Most of us have personally set or have been provided with objectives. Objectives are commonly used in organizations of all size. However objective setting is often haphazard and objectives are not aligned towards organizational strategy. A framework for effective objective setting is also often lacking.
Peter Drucker, the well known management ‘guru’, introduced and recommended Management by Objectives (MBO). MBO, very simplistically, is about defining and communicating, at all levels of an organization, which objectives need to be realised in order to meet the aims of the organization (strategy, values and so on). Drucker was one of the first proponents of using objectives to meet the goals of an organization, for objectives to be complimentary and for formalising the objective setting process.
Below is a practical and simple guide for implementing the basics of MBO.
Objectives must align with Strategy
The Objective Setting Process
Per the diagram above, lower objectives are set for the specific audience and align to the higher objectives and ultimately organizational strategy. All objectives work towards common organizational goals.
Objectives should be set for departments and individuals. For example, a strategic objective may be ‘Improve market share of supermarket soap sales to 10% by March 2011’. Every sales person may then be given an objective of ‘Sell 500 cartons of soap to supermarkets each month’ (which will result in the 10% market share being reached). Each individual sales person will then be set further aligning objectives; Joe the salesman may be great at selling to existing customers however needs training in attaining new customers therefore may be set an objective of ‘Attend BEI training in personal networking techniques by March 2010’)
So, what makes a good objective?
Good Objectives are SMMART Objectives
SMMART objectives are extremely effective in aligning employees and the organization towards common goals. When setting objectives it is important that objectives are SMMART:
- Specific: The objective must not be too broad and must be clearly defined.
- Measurable: You must be able to measure success against the objective.
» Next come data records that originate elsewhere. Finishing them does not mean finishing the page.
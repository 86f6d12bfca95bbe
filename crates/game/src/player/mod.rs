mod avatar;
mod config;
mod remote;
mod state;

pub use avatar::{AvatarAsset, AvatarCache};
pub use config::PlayerConfig;
pub use remote::RemotePlayer;
pub use state::{DEFAULT_USERNAME, MAX_USERNAME_LEN, PlayerState, sanitize_username};
mod codec;
mod connection;
mod protocol;
mod registry;
mod stats;

pub use codec::{encode_frame, read_packet, write_frame, write_packet};
pub use connection::{ClientConnection, ConnectionManager, Delivery, FanOut, FrameSender};
pub use protocol::{
    DEFAULT_PORT, DENY_PROTOCOL_MISMATCH, DENY_SERVER_FULL, GameMessage, MAX_PACKET_SIZE,
    PROTOCOL_MAGIC, PROTOCOL_VERSION, Packet, PacketError, PacketHeader, PacketType,
};
pub use registry::{MessageKind, MessageRegistry};
pub use stats::{ConnectionCounters, NetworkStats};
- Measured: Measurement of performance against the objective as well as feedback to the person/people to whom the objective was set is critical.
- Achievable: It must be realistic to achieve the objective.
- Relevant: The objective must compliment higher objectives and strategy and be relevant to the person/department for whom the objective is being set.
- Time-based: Don’t leave objectives open-ended. Have a specific date as to when the objective must be met.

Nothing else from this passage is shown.